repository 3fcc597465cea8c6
//! Command-line interface

pub mod args;
pub mod commands;

pub use args::{Cli, Commands};
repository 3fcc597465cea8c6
//! Configuration management for serialbus

pub mod schema;

pub use schema::Config;

use crate::error::{SerialBusError, SerialBusResult};
use std::path::{Path, PathBuf};
use tokio::fs;
use tracing::{debug, info};

/// Configuration manager
pub struct ConfigManager {
    config_path: PathBuf,
}

impl ConfigManager {
    /// Create a new config manager with default path
    pub fn new() -> Self {
        Self {
            config_path: Self::default_config_path(),
        }
    }

    /// Create a config manager with a custom path
    pub fn with_path(path: PathBuf) -> Self {
        Self { config_path: path }
    }

    /// Get the default config file path
    pub fn default_config_path() -> PathBuf {
        dirs::config_dir()
            .unwrap_or_else(|| PathBuf::from("."))
            .join("serialbus")
            .join("config.toml")
    }

    /// Get the state directory path
    pub fn state_dir() -> PathBuf {
        dirs::state_dir()
            .or_else(dirs::data_local_dir)
            .unwrap_or_else(|| PathBuf::from("."))
            .join("serialbus")
    }

    /// Get the audit log path
    pub fn audit_log_path() -> PathBuf {
        Self::state_dir().join("audit.log")
    }

    /// Load configuration, falling back to defaults if the file is missing
    pub async fn load(&self) -> SerialBusResult<Config> {
        if !self.config_path.exists() {
            debug!("Config file not found, using defaults");
            return Ok(Config::default());
        }

        self.load_from_file(&self.config_path).await
    }

    /// Load configuration from a specific file
    pub async fn load_from_file(&self, path: &Path) -> SerialBusResult<Config> {
        let content = fs::read_to_string(path).await.map_err(|e| {
            SerialBusError::io(format!("reading config from {}", path.display()), e)
        })?;

        toml::from_str(&content).map_err(|e| SerialBusError::ConfigInvalid {
            path: path.to_path_buf(),
            reason: e.to_string(),
        })
    }

    /// Save configuration to file
    pub async fn save(&self, config: &Config) -> SerialBusResult<()> {
        self.ensure_config_dir().await?;

        let content = toml::to_string_pretty(config)?;
        fs::write(&self.config_path, content).await.map_err(|e| {
            SerialBusError::io(
                format!("writing config to {}", self.config_path.display()),
                e,
            )
        })?;

        info!("Configuration saved to {}", self.config_path.display());
        Ok(())
    }

    async fn ensure_config_dir(&self) -> SerialBusResult<()> {
        if let Some(parent) = self.config_path.parent() {
            fs::create_dir_all(parent)
                .await
                .map_err(|e| SerialBusError::ConfigDirCreate {
                    path: parent.to_path_buf(),
                    source: e,
                })?;
        }
        Ok(())
    }

    /// Get the config file path
    pub fn path(&self) -> &Path {
        &self.config_path
    }
}

impl Default for ConfigManager {
    fn default() -> Self {
        Self::new()
    }
}

#[cfg(test)]
mod tests {
    use super::*;
    use tempfile::TempDir;

    #[tokio::test]
    async fn load_default_when_missing() {
        let temp = TempDir::new().unwrap();
        let path = temp.path().join("nonexistent.toml");
        let manager = ConfigManager::with_path(path);

        let config = manager.load().await.unwrap();
        assert_eq!(config.serial.manager_path, "/org/bluez/serial");
    }

    #[tokio::test]
    async fn save_and_load_roundtrip() {
        let temp = TempDir::new().unwrap();
        let path = temp.path().join("nested").join("config.toml");
        let manager = ConfigManager::with_path(path);

        let mut config = Config::default();
        config.serial.max_devices = 8;

        manager.save(&config).await.unwrap();
        let loaded = manager.load().await.unwrap();

        assert_eq!(loaded.serial.max_devices, 8);
    }

    #[tokio::test]
    async fn invalid_file_reports_path() {
        let temp = TempDir::new().unwrap();
        let path = temp.path().join("config.toml");
        tokio::fs::write(&path, "[serial]\nmax_devices = \"many\"\n")
            .await
            .unwrap();

        let err = ConfigManager::with_path(path.clone()).load().await.unwrap_err();
        match err {
            SerialBusError::ConfigInvalid { path: p, .. } => assert_eq!(p, path),
            other => panic!("unexpected error: {other}"),
        }
    }
}
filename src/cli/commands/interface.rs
//! Interface command - show the port methods published on the bus

use crate::cli::args::{InterfaceArgs, OutputFormat};
use crate::error::SerialBusResult;
use crate::session::PORT_INTERFACE_SPEC;
use console::style;

/// Execute the interface command
pub async fn execute(args: InterfaceArgs) -> SerialBusResult<()> {
    match args.format {
        OutputFormat::Table => print_table(),
        OutputFormat::Json => print_json()?,
        OutputFormat::Plain => print_plain(),
    }

    Ok(())
}

fn print_table() {
    println!("{}", style(PORT_INTERFACE_SPEC.name).cyan().bold());
    println!();
    println!(
        "{:<18} {:<6} {:<6}",
        style("METHOD").bold(),
        style("IN").bold(),
        style("OUT").bold()
    );
    println!("{}", "-".repeat(30));

    for method in PORT_INTERFACE_SPEC.methods {
        println!("{:<18} {:<6} {:<6}", method.name, method.input, method.output);
    }
}

fn print_json() -> SerialBusResult<()> {
    let json = serde_json::to_string_pretty(&PORT_INTERFACE_SPEC)?;
    println!("{}", json);
    Ok(())
}

fn print_plain() {
    for method in PORT_INTERFACE_SPEC.methods {
        println!("{}", method.name);
    }
}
┄┄┄┄┄┄
Please transcribe the records in full, keeping every word as it is.

repository 3fcc597465cea8c6
//! Command-line interface

pub mod args;
pub mod commands;

pub use args::{Cli, Commands};
repository 3fcc597465cea8c6
//! Configuration management for serialbus

pub mod schema;

pub use schema::Config;

use crate::error::{SerialBusError, SerialBusResult};
use std::path::{Path, PathBuf};
use tokio::fs;
use tracing::{debug, info};

/// Configuration manager
pub struct ConfigManager {
    config_path: PathBuf,
}

impl ConfigManager {
    /// Create a new config manager with default path
    pub fn new() -> Self {
        Self {
            config_path: Self::default_config_path(),
        }
    }

    /// Create a config manager with a custom path
    pub fn with_path(path: PathBuf) -> Self {
        Self { config_path: path }
    }

    /// Get the default config file path
    pub fn default_config_path() -> PathBuf {
        dirs::config_dir()
            .unwrap_or_else(|| PathBuf::from("."))
            .join("serialbus")
            .join("config.toml")
    }

    /// Get the state directory path
    pub fn state_dir() -> PathBuf {
        dirs::state_dir()
            .or_else(dirs::data_local_dir)
            .unwrap_or_else(|| PathBuf::from("."))
            .join("serialbus")
    }

    /// Get the audit log path
    pub fn audit_log_path() -> PathBuf {
        Self::state_dir().join("audit.log")
    }

    /// Load configuration, falling back to defaults if the file is missing
    pub async fn load(&self) -> SerialBusResult<Config> {
        if !self.config_path.exists() {
            debug!("Config file not found, using defaults");
            return Ok(Config::default());
        }

        self.load_from_file(&self.config_path).await
    }

    /// Load configuration from a specific file
    pub async fn load_from_file(&self, path: &Path) -> SerialBusResult<Config> {
        let content = fs::read_to_string(path).await.map_err(|e| {
            SerialBusError::io(format!("reading config from {}", path.display()), e)
        })?;

        toml::from_str(&content).map_err(|e| SerialBusError::ConfigInvalid {
            path: path.to_path_buf(),
            reason: e.to_string(),
        })
    }

    /// Save configuration to file
    pub async fn save(&self, config: &Config) -> SerialBusResult<()> {
        self.ensure_config_dir().await?;

        let content = toml::to_string_pretty(config)?;
        fs::write(&self.config_path, content).await.map_err(|e| {
            SerialBusError::io(
                format!("writing config to {}", self.config_path.display()),
                e,
            )
        })?;

        info!("Configuration saved to {}", self.config_path.display());
        Ok(())
    }

    async fn ensure_config_dir(&self) -> SerialBusResult<()> {
        if let Some(parent) = self.config_path.parent() {
            fs::create_dir_all(parent)
                .await
                .map_err(|e| SerialBusError::ConfigDirCreate {
                    path: parent.to_path_buf(),
                    source: e,
                })?;
        }
        Ok(())
    }

    /// Get the config file path
    pub fn path(&self) -> &Path {
        &self.config_path
    }
}

impl Default for ConfigManager {
    fn default() -> Self {
        Self::new()
    }
}

#[cfg(test)]
mod tests {
    use super::*;
    use tempfile::TempDir;

    #[tokio::test]
    async fn load_default_when_missing() {
        let temp = TempDir::new().unwrap();
        let path = temp.path().join("nonexistent.toml");
        let manager = ConfigManager::with_path(path);

        let config = manager.load().await.unwrap();
        assert_eq!(config.serial.manager_path, "/org/bluez/serial");
    }

    #[tokio::test]
    async fn save_and_load_roundtrip() {
        let temp = TempDir::new().unwrap();
        let path = temp.path().join("nested").join("config.toml");
        let manager = ConfigManager::with_path(path);

        let mut config = Config::default();
        config.serial.max_devices = 8;

        manager.save(&config).await.unwrap();
        let loaded = manager.load().await.unwrap();

        assert_eq!(loaded.serial.max_devices, 8);
    }

    #[tokio::test]
    async fn invalid_file_reports_path() {
        let temp = TempDir::new().unwrap();
        let path = temp.path().join("config.toml");
        tokio::fs::write(&path, "[serial]\nmax_devices = \"many\"\n")
            .await
            .unwrap();

        let err = ConfigManager::with_path(path.clone()).load().await.unwrap_err();
        match err {
            SerialBusError::ConfigInvalid { path: p, .. } => assert_eq!(p, path),
            other => panic!("unexpected error: {other}"),
        }
    }
}
filename src/cli/commands/interface.rs
//! Interface command - show the port methods published on the bus

use crate::cli::args::{InterfaceArgs, OutputFormat};
use crate::error::SerialBusResult;
use crate::session::PORT_INTERFACE_SPEC;
use console::style;

/// Execute the interface command
pub async fn execute(args: InterfaceArgs) -> SerialBusResult<()> {
    match args.format {
        OutputFormat::Table => print_table(),
        OutputFormat::Json => print_json()?,
        OutputFormat::Plain => print_plain(),
    }

    Ok(())
}

fn print_table() {
    println!("{}", style(PORT_INTERFACE_SPEC.name).cyan().bold());
    println!();
    println!(
        "{:<18} {:<6} {:<6}",
        style("METHOD").bold(),
        style("IN").bold(),
        style("OUT").bold()
    );
    println!("{}", "-".repeat(30));

    for method in PORT_INTERFACE_SPEC.methods {
        println!("{:<18} {:<6} {:<6}", method.name, method.input, method.output);
    }
}

fn print_json() -> SerialBusResult<()> {
    let json = serde_json::to_string_pretty(&PORT_INTERFACE_SPEC)?;
    println!("{}", json);
    Ok(())
}

fn print_plain() {
    for method in PORT_INTERFACE_SPEC.methods {
        println!("{}", method.name);
    }
}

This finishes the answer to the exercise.